Electron launch vehicle. Credits: Rocket Lab/Brady Kenniston

Rocket Lab: Latest Updates Ahead of Return to Flight

Rocket Lab and its CEO, Peter Beck, recently shared important updates on the Electron's failure investigation, Neutron's development and future plans

Recently, Rocket Lab USA shared important updates regarding the investigation on the failed Electron launch and the future of the company’s projects, such as the Neutron rocket. On November 8, the American company released the third quarter 2023 financial results update.

Q3 results and future plans

Rocket Lab had some important results in Q3, conducting two launches and achieving back-to-back recovery missions. The company deployed satellites for customers such as NASA, SFL, Spire, and Capella Space. It is important to underline that the production of space systems continue to be the most substantial part of Rocket Lab’s business. The company has seen a 9% increase in revenue compared to Q2, with a significant portion—$46 million out of 68—coming from space systems.

The 40th Electron launch marked significant milestones for Rocket Lab’s reusability program, with achievements like an ocean splashdown and the successful flight of a previously-flown Rutherford engine. However, the 41st Electron launch experienced an anomaly, prompting an extensive investigation.

Rocket Lab's Electron liftoff. Credits: Rocket Lab
Rocket Lab’s Electron liftoff. Credits: Rocket Lab

Back in October, Rocket Lab received the FAA authorization to resume launch from LC-1 in New Zealand. Now the company plans to resume Electron launches with a dedicated mission for iQPS. The launch window starts on November 28th, 2023, and extends into December.

Next year the company aims at launching 22 missions, between Electron and HASTE launches. Twelve more than in 2023.


The investigation

In the investigation of the anomaly during the 41st Electron launch, Rocket Lab utilized over 12,000 data channels and conducted more than 200 sub-investigations. Optical triangulation and image processing were employed to pinpoint the anomaly’s location. Should be mentioned that Rocket Lab provided important and detailed information with considerable transparency.

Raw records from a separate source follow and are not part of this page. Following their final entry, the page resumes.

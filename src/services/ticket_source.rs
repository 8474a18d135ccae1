use async_trait::async_trait;

use crate::domain::ticket::{Ticket, User};
use crate::error::AppResult;

/// Everything one fetch returns.
#[derive(Debug, Clone, Default, PartialEq, Eq)]
pub struct TicketFeed {
    pub tickets: Vec<Ticket>,
    pub users: Vec<User>,
}

#[async_trait]
pub trait TicketSource: Send + Sync {
    async fn fetch_tickets(&self) -> AppResult<TicketFeed>;
}
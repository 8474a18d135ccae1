pub mod board;
pub mod options;
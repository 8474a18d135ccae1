use crate::error::AppResult;

/// Durable string storage for small user preferences.
pub trait KeyValueStore: Send + Sync {
    fn get(&self, key: &str) -> AppResult<Option<String>>;
    fn set(&self, key: &str, value: &str) -> AppResult<()>;
    fn remove(&self, key: &str) -> AppResult<()>;
}
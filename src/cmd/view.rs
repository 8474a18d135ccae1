use clap::{Args, Subcommand};

use crate::context::AppContext;
use crate::domain::view::{GroupingKey, SortingKey};
use crate::error::AppResult;
use crate::workflow::options::{apply_overrides, persist_or_warn};

#[derive(Args, Debug, Clone)]
pub struct ViewArgs {
    #[command(subcommand)]
    pub command: ViewCommand,
}

#[derive(Subcommand, Debug, Clone)]
pub enum ViewCommand {
    /// Show the stored grouping and sorting.
    Show,
    /// Store a new grouping and/or sorting.
    Set {
        /// Column grouping (status, user, priority, team, dueDate).
        #[arg(short, long)]
        group: Option<String>,
        /// Order within a column (priority, title).
        #[arg(short, long)]
        sort: Option<String>,
    },
    /// Forget the stored options and go back to the defaults.
    Reset,
}

pub fn run(ctx: &AppContext, command: ViewCommand) -> AppResult<()> {
    match command {
        ViewCommand::Show => run_show(ctx),
        ViewCommand::Set { group, sort } => run_set(ctx, group.as_deref(), sort.as_deref()),
        ViewCommand::Reset => run_reset(ctx),
    }
}

fn run_show(ctx: &AppContext) -> AppResult<()> {
    let options = ctx.view_options.load();

    println!("View state file: {}", ctx.state_location.display());
    println!("Grouping: {}", options.grouping);
    println!("Sorting: {}", options.sorting);
    println!(
        "Available groupings: {}",
        GroupingKey::ALL.map(|key| key.as_str()).join(", ")
    );
    println!(
        "Available sortings: {}",
        SortingKey::ALL.map(|key| key.as_str()).join(", ")
    );
    Ok(())
}

fn run_set(ctx: &AppContext, group: Option<&str>, sort: Option<&str>) -> AppResult<()> {
    let options = apply_overrides(ctx.view_options.load(), group, sort)?;

    if persist_or_warn(&ctx.view_options, &options)? {
        println!(
            "Saved view: grouped by {}, sorted by {}",
            options.grouping, options.sorting
        );
    } else {
        println!("View could not be saved; it will not be remembered.");
    }
    Ok(())
}

fn run_reset(ctx: &AppContext) -> AppResult<()> {
    ctx.view_options.reset()?;
    let options = ctx.view_options.load();
    println!(
        "View reset: grouped by {}, sorted by {}",
        options.grouping, options.sorting
    );
    Ok(())
}
mod cmd;
mod config;
mod context;
mod domain;
mod error;
mod infra;
mod logging;
mod render;
mod services;
mod store;
mod view_state;
mod workflow;

use std::path::PathBuf;
use std::sync::Arc;

use clap::{Args, Parser, Subcommand};
use tracing::debug;

use crate::cmd::view::{self as view_cmd, ViewArgs};
use crate::config::AppConfig;
use crate::context::AppContext;
use crate::error::AppResult;
use crate::infra::file_store::FileStore;
use crate::infra::http::HttpTicketSource;
use crate::infra::memory_store::MemoryStore;
use crate::services::KeyValueStore;
use crate::view_state::ViewOptionsStore;
use crate::workflow::board::BoardRequest;

#[derive(Parser)]
#[command(name = "kanban", author, version, about = "Terminal kanban board")]
struct Cli {
    /// Increase log detail (-v info, -vv debug, -vvv trace).
    #[arg(short, long, action = clap::ArgAction::Count, global = true)]
    verbose: u8,

    /// Ticket endpoint (overrides KANBAN_ENDPOINT).
    #[arg(long, global = true)]
    endpoint: Option<String>,

    /// Directory holding the saved view (overrides KANBAN_STATE_DIR).
    #[arg(long, global = true)]
    state_dir: Option<PathBuf>,

    /// Keep view options in memory only; nothing is read from or written to disk.
    #[arg(long, global = true)]
    ephemeral: bool,

    #[command(subcommand)]
    command: Commands,
}

#[derive(Subcommand)]
enum Commands {
    /// Fetch the tickets and print them grouped into columns.
    Board(BoardArgs),
    /// Inspect or change the saved grouping and sorting.
    View(ViewArgs),
}

#[derive(Args)]
struct BoardArgs {
    /// Column grouping for this run (status, user, priority, team, dueDate).
    #[arg(short, long)]
    group: Option<String>,

    /// Order within a column for this run (priority, title).
    #[arg(short, long)]
    sort: Option<String>,

    /// Remember the grouping and sorting used for this run.
    #[arg(long)]
    save: bool,
}

#[tokio::main]
async fn main() {
    if let Err(error) = run().await {
        eprintln!("Error: {error}");
        std::process::exit(1);
    }
}

async fn run() -> AppResult<()> {
    let cli = Cli::parse();
    logging::init_logging(cli.verbose);

    let mut config = AppConfig::load()?;
    if let Some(endpoint) = cli.endpoint {
        config.endpoint = endpoint;
    }
    if let Some(state_dir) = cli.state_dir {
        config.state_dir = state_dir;
    }
    debug!(?config, "configuration loaded");

    let context = build_context(config, cli.ephemeral)?;

    match cli.command {
        Commands::Board(args) => {
            let request = BoardRequest {
                grouping: args.group,
                sorting: args.sort,
                save: args.save,
            };
            cmd::board::run(&context, request).await
        }
        Commands::View(args) => view_cmd::run(&context, args.command),
    }
}

fn build_context(config: AppConfig, ephemeral: bool) -> AppResult<AppContext> {
    let (backing, state_location): (Arc<dyn KeyValueStore>, PathBuf) = if ephemeral {
        (Arc::new(MemoryStore::new()), PathBuf::from("<memory>"))
    } else {
        let file_store = FileStore::in_directory(&config.state_dir);
        let location = file_store.path().to_path_buf();
        (Arc::new(file_store), location)
    };

    let ticket_source = Arc::new(HttpTicketSource::new(config.endpoint.clone(), config.timeout)?);

    Ok(AppContext::new(
        config,
        ticket_source,
        ViewOptionsStore::new(backing),
        state_location,
    ))
}
//! Extension contracts for consumers of token sources.
//!
//! Request decoration lives outside the caching core: callers fetch a [`Token`](crate::auth::Token)
//! from any [`TokenSource`](crate::source::TokenSource) and hand it to a [`RequestSignerExt`]
//! implementation for their HTTP client.

pub mod request_signer;

pub use request_signer::*;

Extensive analysis revealed that the cause of the anomaly was an electrical arc within the power supply system providing high voltage to the Rutherford engine’s motor controllers. The arc resulted in a shorting of the battery packs powering the launch vehicle’s second stage.

Timeline of the anomaly. Credits: Rocket Lab
Timeline of the anomaly. Credits: Rocket Lab Q3 results presentation

Rocket Lab identified unique conditions contributing to the arc, including the Paschen Law phenomenon, AC/DC high voltage supply interaction, a small concentration of helium and nitrogen, and an imperceptible fault in the insulation of the high voltage loom.

During an interview for NASASpaceFlight Peter Beck, CEO of Rocket Lab, explained how challenging it was to analyze the videos to understand the origin of the failure: “The whole event was 1.6 seconds. If you go back to the live stream, when the arc occurred, you can see a green glow for a small amount of time. The team did an amazing job, they recreated all the light conditions to reproduce the kind of shadows produced on the nozzle. Also, the trajectory of the sparks matches with the light source. We were able to determine the exact location of the failure point.”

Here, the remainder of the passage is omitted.